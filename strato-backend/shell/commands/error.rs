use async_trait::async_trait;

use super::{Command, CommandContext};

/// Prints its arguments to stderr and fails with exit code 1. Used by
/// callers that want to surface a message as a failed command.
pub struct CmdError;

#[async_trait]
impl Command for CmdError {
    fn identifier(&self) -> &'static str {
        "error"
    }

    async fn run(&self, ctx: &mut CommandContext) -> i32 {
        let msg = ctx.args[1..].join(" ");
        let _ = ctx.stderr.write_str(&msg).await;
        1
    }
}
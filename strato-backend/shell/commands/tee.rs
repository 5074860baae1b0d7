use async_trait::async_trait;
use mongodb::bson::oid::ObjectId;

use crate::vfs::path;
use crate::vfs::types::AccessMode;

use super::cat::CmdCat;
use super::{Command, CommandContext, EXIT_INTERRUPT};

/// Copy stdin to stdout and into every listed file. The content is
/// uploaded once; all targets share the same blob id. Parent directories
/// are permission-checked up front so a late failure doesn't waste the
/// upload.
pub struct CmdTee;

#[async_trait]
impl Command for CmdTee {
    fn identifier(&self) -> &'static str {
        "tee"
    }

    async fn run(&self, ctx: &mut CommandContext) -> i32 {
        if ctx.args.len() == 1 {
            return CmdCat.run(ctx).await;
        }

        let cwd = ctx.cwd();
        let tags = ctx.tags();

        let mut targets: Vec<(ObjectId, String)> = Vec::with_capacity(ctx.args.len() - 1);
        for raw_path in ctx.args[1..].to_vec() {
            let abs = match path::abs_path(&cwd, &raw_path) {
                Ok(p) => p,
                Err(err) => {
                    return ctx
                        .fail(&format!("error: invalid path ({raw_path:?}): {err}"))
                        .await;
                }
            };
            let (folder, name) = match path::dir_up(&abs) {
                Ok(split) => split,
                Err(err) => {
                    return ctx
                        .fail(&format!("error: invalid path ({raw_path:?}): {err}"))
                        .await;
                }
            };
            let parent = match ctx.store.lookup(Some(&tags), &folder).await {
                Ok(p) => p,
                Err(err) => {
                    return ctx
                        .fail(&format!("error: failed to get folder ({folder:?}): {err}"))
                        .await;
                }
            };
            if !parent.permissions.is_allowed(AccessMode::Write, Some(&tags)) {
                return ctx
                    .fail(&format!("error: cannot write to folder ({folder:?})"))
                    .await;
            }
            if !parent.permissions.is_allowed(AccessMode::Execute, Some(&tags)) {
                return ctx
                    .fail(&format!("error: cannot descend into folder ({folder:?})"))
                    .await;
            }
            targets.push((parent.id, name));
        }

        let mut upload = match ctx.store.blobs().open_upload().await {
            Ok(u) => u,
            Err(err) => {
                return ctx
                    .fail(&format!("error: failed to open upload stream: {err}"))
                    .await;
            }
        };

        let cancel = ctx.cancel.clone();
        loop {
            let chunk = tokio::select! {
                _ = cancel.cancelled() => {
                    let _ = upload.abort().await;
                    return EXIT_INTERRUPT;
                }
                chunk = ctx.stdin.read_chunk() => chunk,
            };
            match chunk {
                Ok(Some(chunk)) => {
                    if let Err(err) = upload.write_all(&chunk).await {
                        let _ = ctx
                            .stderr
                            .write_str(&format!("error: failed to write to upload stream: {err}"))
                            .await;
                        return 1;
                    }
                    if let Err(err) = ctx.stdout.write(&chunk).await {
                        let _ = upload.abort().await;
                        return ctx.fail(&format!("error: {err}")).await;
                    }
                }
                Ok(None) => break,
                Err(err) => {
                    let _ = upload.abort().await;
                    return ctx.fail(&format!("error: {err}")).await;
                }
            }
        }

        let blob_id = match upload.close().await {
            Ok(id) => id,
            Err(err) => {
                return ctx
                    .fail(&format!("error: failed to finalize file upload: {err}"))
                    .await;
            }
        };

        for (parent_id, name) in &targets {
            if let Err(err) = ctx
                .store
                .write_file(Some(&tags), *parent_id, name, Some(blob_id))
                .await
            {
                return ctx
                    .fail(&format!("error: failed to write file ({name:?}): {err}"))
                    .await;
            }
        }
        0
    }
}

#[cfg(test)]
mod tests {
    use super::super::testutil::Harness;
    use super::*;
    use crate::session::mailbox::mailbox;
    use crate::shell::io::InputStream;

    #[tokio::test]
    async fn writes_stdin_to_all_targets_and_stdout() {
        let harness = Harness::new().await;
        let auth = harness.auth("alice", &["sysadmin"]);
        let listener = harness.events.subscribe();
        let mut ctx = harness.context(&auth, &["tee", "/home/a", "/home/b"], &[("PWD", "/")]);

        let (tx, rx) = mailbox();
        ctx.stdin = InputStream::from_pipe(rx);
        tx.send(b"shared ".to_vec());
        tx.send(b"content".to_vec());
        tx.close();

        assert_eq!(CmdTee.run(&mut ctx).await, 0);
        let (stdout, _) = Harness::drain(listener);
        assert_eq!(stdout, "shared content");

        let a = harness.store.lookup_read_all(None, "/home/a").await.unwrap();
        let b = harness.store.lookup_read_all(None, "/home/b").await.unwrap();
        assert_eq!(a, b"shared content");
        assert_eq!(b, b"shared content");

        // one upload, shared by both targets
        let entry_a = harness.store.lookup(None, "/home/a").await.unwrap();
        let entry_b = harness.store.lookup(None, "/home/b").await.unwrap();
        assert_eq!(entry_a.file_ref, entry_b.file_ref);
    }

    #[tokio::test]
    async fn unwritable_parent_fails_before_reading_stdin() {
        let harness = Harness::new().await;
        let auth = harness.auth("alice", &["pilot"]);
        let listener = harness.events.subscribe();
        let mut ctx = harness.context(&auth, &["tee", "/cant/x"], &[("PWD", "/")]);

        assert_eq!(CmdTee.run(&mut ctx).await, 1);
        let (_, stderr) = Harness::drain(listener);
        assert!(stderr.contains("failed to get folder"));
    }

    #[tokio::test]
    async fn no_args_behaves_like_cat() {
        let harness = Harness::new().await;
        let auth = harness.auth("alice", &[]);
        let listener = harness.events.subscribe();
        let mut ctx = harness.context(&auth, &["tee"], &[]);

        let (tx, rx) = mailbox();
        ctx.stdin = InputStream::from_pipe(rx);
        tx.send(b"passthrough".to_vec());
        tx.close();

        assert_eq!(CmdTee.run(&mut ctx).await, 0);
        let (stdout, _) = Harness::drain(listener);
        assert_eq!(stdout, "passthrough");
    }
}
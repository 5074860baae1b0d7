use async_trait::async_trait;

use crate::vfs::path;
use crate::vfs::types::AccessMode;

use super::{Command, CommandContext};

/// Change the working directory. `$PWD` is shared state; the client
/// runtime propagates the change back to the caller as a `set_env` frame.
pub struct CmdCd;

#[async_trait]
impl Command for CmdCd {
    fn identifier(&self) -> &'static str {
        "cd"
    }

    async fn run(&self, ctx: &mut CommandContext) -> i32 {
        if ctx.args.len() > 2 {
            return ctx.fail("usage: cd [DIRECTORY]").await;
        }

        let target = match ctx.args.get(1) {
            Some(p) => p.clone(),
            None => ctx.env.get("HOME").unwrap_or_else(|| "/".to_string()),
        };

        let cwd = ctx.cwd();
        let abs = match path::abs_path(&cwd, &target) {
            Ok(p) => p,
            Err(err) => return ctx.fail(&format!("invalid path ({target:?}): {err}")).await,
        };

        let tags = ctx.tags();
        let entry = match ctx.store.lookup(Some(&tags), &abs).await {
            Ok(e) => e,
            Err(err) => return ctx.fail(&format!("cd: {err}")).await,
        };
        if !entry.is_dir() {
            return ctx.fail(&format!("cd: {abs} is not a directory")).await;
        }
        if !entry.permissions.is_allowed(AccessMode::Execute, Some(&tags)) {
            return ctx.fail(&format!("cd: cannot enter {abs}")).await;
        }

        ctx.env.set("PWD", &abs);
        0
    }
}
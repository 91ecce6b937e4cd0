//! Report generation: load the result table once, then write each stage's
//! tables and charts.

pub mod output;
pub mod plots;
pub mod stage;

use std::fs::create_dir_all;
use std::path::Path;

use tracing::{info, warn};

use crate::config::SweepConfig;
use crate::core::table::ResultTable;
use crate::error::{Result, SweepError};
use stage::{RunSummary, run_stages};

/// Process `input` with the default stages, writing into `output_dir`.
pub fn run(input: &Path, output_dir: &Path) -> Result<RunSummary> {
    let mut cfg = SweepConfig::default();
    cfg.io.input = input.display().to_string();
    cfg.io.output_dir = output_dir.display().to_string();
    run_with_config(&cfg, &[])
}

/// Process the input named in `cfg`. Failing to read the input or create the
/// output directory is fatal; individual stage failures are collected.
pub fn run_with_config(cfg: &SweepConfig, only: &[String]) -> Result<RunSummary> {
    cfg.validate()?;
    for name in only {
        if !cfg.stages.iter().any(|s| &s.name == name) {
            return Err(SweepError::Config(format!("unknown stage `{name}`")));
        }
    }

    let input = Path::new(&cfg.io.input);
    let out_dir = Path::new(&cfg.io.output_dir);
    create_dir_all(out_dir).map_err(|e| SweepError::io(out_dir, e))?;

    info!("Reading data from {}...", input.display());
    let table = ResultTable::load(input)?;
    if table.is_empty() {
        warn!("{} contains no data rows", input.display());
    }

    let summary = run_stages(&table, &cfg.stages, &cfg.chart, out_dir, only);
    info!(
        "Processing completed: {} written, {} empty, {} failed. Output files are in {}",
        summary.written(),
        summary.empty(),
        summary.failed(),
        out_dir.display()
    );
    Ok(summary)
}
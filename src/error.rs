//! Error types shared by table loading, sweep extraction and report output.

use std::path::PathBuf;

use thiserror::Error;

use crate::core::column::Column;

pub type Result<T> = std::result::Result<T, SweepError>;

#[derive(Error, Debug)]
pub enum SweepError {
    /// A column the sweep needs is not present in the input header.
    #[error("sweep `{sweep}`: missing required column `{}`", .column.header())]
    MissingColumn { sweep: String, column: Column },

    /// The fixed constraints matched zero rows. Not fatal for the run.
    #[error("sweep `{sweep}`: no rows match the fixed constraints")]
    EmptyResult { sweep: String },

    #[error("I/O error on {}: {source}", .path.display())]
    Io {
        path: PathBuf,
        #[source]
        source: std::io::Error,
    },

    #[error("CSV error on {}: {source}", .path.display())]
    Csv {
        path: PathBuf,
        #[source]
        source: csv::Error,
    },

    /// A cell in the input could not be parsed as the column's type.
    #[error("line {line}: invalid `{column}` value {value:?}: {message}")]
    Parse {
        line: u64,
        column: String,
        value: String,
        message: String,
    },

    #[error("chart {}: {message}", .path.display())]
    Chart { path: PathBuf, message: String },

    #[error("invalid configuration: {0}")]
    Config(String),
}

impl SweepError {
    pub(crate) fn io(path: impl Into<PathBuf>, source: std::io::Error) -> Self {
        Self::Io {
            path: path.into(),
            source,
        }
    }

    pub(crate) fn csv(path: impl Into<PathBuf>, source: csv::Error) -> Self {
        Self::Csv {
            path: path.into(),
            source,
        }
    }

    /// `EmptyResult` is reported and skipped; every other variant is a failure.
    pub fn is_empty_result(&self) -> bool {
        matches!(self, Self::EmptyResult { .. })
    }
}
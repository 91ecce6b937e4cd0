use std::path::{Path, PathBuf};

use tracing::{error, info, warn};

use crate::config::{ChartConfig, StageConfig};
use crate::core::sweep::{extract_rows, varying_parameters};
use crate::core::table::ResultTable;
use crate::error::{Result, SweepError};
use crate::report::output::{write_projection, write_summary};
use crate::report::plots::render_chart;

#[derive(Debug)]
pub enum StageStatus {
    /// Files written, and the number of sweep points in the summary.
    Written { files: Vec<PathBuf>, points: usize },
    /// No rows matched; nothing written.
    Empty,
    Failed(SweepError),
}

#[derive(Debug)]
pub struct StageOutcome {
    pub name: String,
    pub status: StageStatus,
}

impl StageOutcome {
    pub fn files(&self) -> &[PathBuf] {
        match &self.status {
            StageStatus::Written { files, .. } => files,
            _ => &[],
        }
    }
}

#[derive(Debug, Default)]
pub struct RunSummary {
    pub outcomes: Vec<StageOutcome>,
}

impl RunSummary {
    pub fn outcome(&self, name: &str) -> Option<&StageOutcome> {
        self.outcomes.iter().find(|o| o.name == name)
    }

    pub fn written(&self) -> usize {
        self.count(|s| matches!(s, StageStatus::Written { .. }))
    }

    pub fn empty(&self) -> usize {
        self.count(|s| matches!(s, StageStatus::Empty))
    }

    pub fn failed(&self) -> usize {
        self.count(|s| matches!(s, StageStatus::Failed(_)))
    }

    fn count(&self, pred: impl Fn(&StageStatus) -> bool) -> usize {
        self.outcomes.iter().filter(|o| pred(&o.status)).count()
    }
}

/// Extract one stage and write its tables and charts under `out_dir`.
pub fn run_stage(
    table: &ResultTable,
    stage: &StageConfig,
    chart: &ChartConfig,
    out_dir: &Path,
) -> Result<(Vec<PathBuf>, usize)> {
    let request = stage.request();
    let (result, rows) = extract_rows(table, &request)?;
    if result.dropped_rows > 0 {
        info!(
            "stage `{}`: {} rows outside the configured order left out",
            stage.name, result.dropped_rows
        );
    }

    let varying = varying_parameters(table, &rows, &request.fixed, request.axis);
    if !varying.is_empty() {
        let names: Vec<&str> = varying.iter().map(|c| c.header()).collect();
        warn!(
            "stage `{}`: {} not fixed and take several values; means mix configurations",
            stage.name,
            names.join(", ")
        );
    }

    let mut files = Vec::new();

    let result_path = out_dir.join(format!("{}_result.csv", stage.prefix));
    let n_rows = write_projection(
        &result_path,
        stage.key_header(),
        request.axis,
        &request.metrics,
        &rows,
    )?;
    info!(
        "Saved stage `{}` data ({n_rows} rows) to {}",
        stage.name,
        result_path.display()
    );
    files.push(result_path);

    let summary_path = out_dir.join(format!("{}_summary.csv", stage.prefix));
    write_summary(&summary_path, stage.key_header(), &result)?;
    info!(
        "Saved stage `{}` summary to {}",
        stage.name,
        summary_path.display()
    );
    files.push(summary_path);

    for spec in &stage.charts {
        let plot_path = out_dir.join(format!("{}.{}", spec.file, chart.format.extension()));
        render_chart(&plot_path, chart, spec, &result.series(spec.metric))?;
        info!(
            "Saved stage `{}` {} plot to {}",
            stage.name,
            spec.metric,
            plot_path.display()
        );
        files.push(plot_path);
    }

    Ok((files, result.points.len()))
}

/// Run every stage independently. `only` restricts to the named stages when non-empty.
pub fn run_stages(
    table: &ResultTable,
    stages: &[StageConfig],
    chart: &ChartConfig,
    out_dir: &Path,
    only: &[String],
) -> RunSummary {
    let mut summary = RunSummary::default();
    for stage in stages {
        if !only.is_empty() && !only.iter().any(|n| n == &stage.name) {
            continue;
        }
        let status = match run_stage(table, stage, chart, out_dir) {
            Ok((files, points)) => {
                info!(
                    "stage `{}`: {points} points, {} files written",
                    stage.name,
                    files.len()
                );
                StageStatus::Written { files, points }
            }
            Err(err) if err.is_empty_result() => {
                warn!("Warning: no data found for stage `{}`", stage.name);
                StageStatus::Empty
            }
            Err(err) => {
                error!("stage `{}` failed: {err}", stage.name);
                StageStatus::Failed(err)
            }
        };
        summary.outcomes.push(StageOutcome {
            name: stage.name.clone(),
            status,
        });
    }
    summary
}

• **Work task**: Beginning with the first line of the listing above, print each line exactly until you have printed the line that contains "id. Parent directories".

• **Result of this exercise**:
filename strato-backend/shell/commands/error.rs
use async_trait::async_trait;

use super::{Command, CommandContext};

/// Prints its arguments to stderr and fails with exit code 1. Used by
/// callers that want to surface a message as a failed command.
pub struct CmdError;

#[async_trait]
impl Command for CmdError {
    fn identifier(&self) -> &'static str {
        "error"
    }

    async fn run(&self, ctx: &mut CommandContext) -> i32 {
        let msg = ctx.args[1..].join(" ");
        let _ = ctx.stderr.write_str(&msg).await;
        1
    }
}
filename strato-backend/shell/commands/tee.rs
repository 5074860baae1b0d7
use async_trait::async_trait;
use mongodb::bson::oid::ObjectId;

use crate::vfs::path;
use crate::vfs::types::AccessMode;

use super::cat::CmdCat;
use super::{Command, CommandContext, EXIT_INTERRUPT};

/// Copy stdin to stdout and into every listed file. The content is
/// uploaded once; all targets share the same blob id. Parent directories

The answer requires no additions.